_DATA_

//! Weighted Scorer - weighted-sum scoring and ranking of technologies.

use std::cmp::Ordering;

use serde::{Deserialize, Serialize};
use tracing::debug;

use super::{CriterionScores, TechnologyScores, WeightVector};
use crate::domain::foundation::ValidationError;

/// A technology's weighted scores and its place in the ranking.
#[derive(Debug, Clone, PartialEq, Serialize, Deserialize)]
pub struct RankedResult {
    /// 1-based position in the ranking.
    pub rank: usize,
    pub technology_name: String,
    /// `raw × weight / 100` for each criterion.
    pub weighted_scores: CriterionScores,
    /// Sum of the weighted scores; at most 10.
    pub total_score: f64,
}

/// The top-ranked technology and how clearly it leads.
#[derive(Debug, Clone, PartialEq, Serialize, Deserialize)]
pub struct Recommendation {
    pub technology_name: String,
    pub total_score: f64,
    pub runner_up: Option<String>,
    /// Lead over the runner-up; `None` with a single candidate.
    pub margin: Option<f64>,
    /// True when the runner-up has exactly the same total.
    pub tied: bool,
    pub summary: String,
}

/// Multi-criteria weighted-sum scoring functions.
pub struct WeightedScorer;

impl WeightedScorer {
    /// Scores a single technology.
    pub fn weighted_scores(scores: &CriterionScores, weights: &WeightVector) -> CriterionScores {
        CriterionScores::from_fn(|c| scores.get(c) * weights.fraction(c))
    }

    /// Scores and ranks technologies.
    ///
    /// # Algorithm
    /// For each technology: total = Σ(raw[c] × weight[c] / 100).
    /// Sorted by total descending; the sort is stable so exact ties keep
    /// their input order.
    ///
    /// # Edge Cases
    /// - Empty input: Returns empty Vec
    ///
    /// # Errors
    /// Any raw score outside [0, 10] or not finite.
    pub fn score(
        technologies: &[TechnologyScores],
        weights: &WeightVector,
    ) -> Result<Vec<RankedResult>, ValidationError> {
        let mut ranked = Vec::with_capacity(technologies.len());

        for tech in technologies {
            tech.validate()?;
            let weighted = Self::weighted_scores(&tech.scores, weights);
            ranked.push(RankedResult {
                rank: 0,
                technology_name: tech.name.clone(),
                total_score: weighted.sum(),
                weighted_scores: weighted,
            });
        }

        // Totals are finite; -0.0 and 0.0 compare equal and keep input order.
        ranked.sort_by(|a, b| {
            b.total_score
                .partial_cmp(&a.total_score)
                .unwrap_or(Ordering::Equal)
        });
        for (position, result) in ranked.iter_mut().enumerate() {
            result.rank = position + 1;
        }

        debug!(
            technologies = ranked.len(),
            weights = %weights,
            top = ranked.first().map(|r| r.technology_name.as_str()),
            "Ranked technologies"
        );

        Ok(ranked)
    }

    /// Builds a recommendation from an already-ranked list.
    /// Returns None if the list is empty.
    pub fn recommend(ranked: &[RankedResult]) -> Option<Recommendation> {
        let best = ranked.first()?;
        let runner_up = ranked.get(1);
        let tied = runner_up.is_some_and(|r| r.total_score == best.total_score);

        Some(Recommendation {
            technology_name: best.technology_name.clone(),
            total_score: best.total_score,
            runner_up: runner_up.map(|r| r.technology_name.clone()),
            margin: runner_up.map(|r| best.total_score - r.total_score),
            tied,
            summary: format!(
                "{} ranks first with a score of {:.2} out of 10",
                best.technology_name, best.total_score
            ),
        })
    }
}

#[cfg(test)]
mod tests {
    use super::*;
    use crate::domain::scoring::default_catalog;
    use proptest::prelude::*;

    fn approx(a: f64, b: f64) -> bool {
        (a - b).abs() < 1e-9
    }

    #[test]
    fn gasification_example_totals_7_59() {
        let tech = TechnologyScores::new(
            "Gasification",
            CriterionScores::new(7.5, 8.2, 6.8, 7.8, 7.0),
        );
        let weights = WeightVector::new(20, 30, 15, 20, 15).unwrap();

        let ranked = WeightedScorer::score(&[tech], &weights).unwrap();
        let result = &ranked[0];

        assert!(approx(result.weighted_scores.economic, 1.5));
        assert!(approx(result.weighted_scores.environmental, 2.46));
        assert!(approx(result.weighted_scores.social, 1.02));
        assert!(approx(result.weighted_scores.technical, 1.56));
        assert!(approx(result.weighted_scores.regulatory, 1.05));
        assert!(approx(result.total_score, 7.59));
        assert_eq!(result.rank, 1);
    }

    #[test]
    fn default_catalog_ranking() {
        let ranked = WeightedScorer::score(default_catalog(), &WeightVector::default()).unwrap();
        let names: Vec<_> = ranked.iter().map(|r| r.technology_name.as_str()).collect();
        assert_eq!(
            names,
            vec![
                "Anaerobic Digestion",
                "Gasification",
                "RDF",
                "Pyrolysis",
                "Incineration"
            ]
        );
        assert!(approx(ranked[0].total_score, 8.03));
        assert!(approx(ranked[4].total_score, 6.825));
    }

    #[test]
    fn empty_input_yields_empty_ranking() {
        let ranked = WeightedScorer::score(&[], &WeightVector::default()).unwrap();
        assert!(ranked.is_empty());
        assert!(WeightedScorer::recommend(&ranked).is_none());
    }

    #[test]
    fn exact_ties_keep_input_order() {
        let same = CriterionScores::new(5.0, 5.0, 5.0, 5.0, 5.0);
        let techs = vec![
            TechnologyScores::new("First", same),
            TechnologyScores::new("Better", CriterionScores::new(9.0, 9.0, 9.0, 9.0, 9.0)),
            TechnologyScores::new("Second", same),
        ];

        let ranked = WeightedScorer::score(&techs, &WeightVector::equal()).unwrap();
        let names: Vec<_> = ranked.iter().map(|r| r.technology_name.as_str()).collect();
        assert_eq!(names, vec!["Better", "First", "Second"]);
        assert_eq!(ranked[2].rank, 3);
    }

    #[test]
    fn perfect_scores_total_ten() {
        let tech = TechnologyScores::new("Ideal", CriterionScores::new(10.0, 10.0, 10.0, 10.0, 10.0));
        let ranked = WeightedScorer::score(&[tech], &WeightVector::default()).unwrap();
        assert!(approx(ranked[0].total_score, 10.0));
    }

    #[test]
    fn invalid_score_is_rejected() {
        let tech = TechnologyScores::new("Broken", CriterionScores::new(-1.0, 5.0, 5.0, 5.0, 5.0));
        assert!(WeightedScorer::score(&[tech], &WeightVector::default()).is_err());
    }

    #[test]
    fn recommendation_reports_margin() {
        let ranked = WeightedScorer::score(default_catalog(), &WeightVector::default()).unwrap();
        let rec = WeightedScorer::recommend(&ranked).unwrap();

        assert_eq!(rec.technology_name, "Anaerobic Digestion");
        assert_eq!(rec.runner_up.as_deref(), Some("Gasification"));
        assert!(approx(rec.margin.unwrap(), 8.03 - 7.59));
        assert!(!rec.tied);
        assert_eq!(
            rec.summary,
            "Anaerobic Digestion ranks first with a score of 8.03 out of 10"
        );
    }

    #[test]
    fn recommendation_flags_ties() {
        let same = CriterionScores::new(6.0, 6.0, 6.0, 6.0, 6.0);
        let techs = vec![
            TechnologyScores::new("A", same),
            TechnologyScores::new("B", same),
        ];
        let ranked = WeightedScorer::score(&techs, &WeightVector::equal()).unwrap();
        let rec = WeightedScorer::recommend(&ranked).unwrap();
        assert_eq!(rec.technology_name, "A");
        assert!(rec.tied);
    }

    #[test]
    fn signed_zero_totals_keep_input_order() {
        let zero = TechnologyScores::new("Zero", CriterionScores::new(0.0, 0.0, 0.0, 0.0, 0.0));
        let negative_zero = TechnologyScores::new(
            "Negative Zero",
            CriterionScores::new(-0.0, -0.0, -0.0, -0.0, -0.0),
        );

        for techs in [
            vec![zero.clone(), negative_zero.clone()],
            vec![negative_zero.clone(), zero.clone()],
        ] {
            let ranked = WeightedScorer::score(&techs, &WeightVector::default()).unwrap();
            let names: Vec<_> = ranked.iter().map(|r| r.technology_name.as_str()).collect();
            let expected: Vec<_> = techs.iter().map(|t| t.name.as_str()).collect();
            assert_eq!(names, expected);
        }
    }

    fn score_strategy() -> impl Strategy<Value = CriterionScores> {
        prop::array::uniform5((0u8..=20).prop_map(|half_points| f64::from(half_points) / 2.0))
            .prop_map(|[e, env, s, t, r]| CriterionScores::new(e, env, s, t, r))
    }

    fn weight_strategy() -> impl Strategy<Value = WeightVector> {
        prop::array::uniform4(0i32..=100).prop_map(|mut cuts| {
            cuts.sort_unstable();
            WeightVector::from_array([
                cuts[0],
                cuts[1] - cuts[0],
                cuts[2] - cuts[1],
                cuts[3] - cuts[2],
                100 - cuts[3],
            ])
            .unwrap()
        })
    }

    proptest! {
        #[test]
        fn ranking_is_non_increasing_and_stable(
            pool in prop::collection::vec(score_strategy(), 1..4),
            picks in prop::collection::vec(any::<prop::sample::Index>(), 0..12),
            weights in weight_strategy()
        ) {
            // Drawing from a small pool makes exact ties common.
            let techs: Vec<_> = picks
                .iter()
                .enumerate()
                .map(|(i, pick)| TechnologyScores::new(format!("{}", i), *pick.get(&pool)))
                .collect();

            let ranked = WeightedScorer::score(&techs, &weights).unwrap();
            prop_assert_eq!(ranked.len(), techs.len());

            for (position, result) in ranked.iter().enumerate() {
                prop_assert_eq!(result.rank, position + 1);
            }
            for pair in ranked.windows(2) {
                prop_assert!(pair[0].total_score >= pair[1].total_score);
                if pair[0].total_score == pair[1].total_score {
                    let first: usize = pair[0].technology_name.parse().unwrap();
                    let second: usize = pair[1].technology_name.parse().unwrap();
                    prop_assert!(first < second, "tie reordered: {} before {}", first, second);
                }
            }
        }
    }
}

_PROBLEM DESCRIPTION_
Lines from the start of the material above through the line containing "use crate::domain::foundation::ValidationError;" are to be duplicated exactly, and only those.

_TASK ANSWER_
//! Weighted Scorer - weighted-sum scoring and ranking of technologies.

use std::cmp::Ordering;

use serde::{Deserialize, Serialize};
use tracing::debug;

use super::{CriterionScores, TechnologyScores, WeightVector};
use crate::domain::foundation::ValidationError;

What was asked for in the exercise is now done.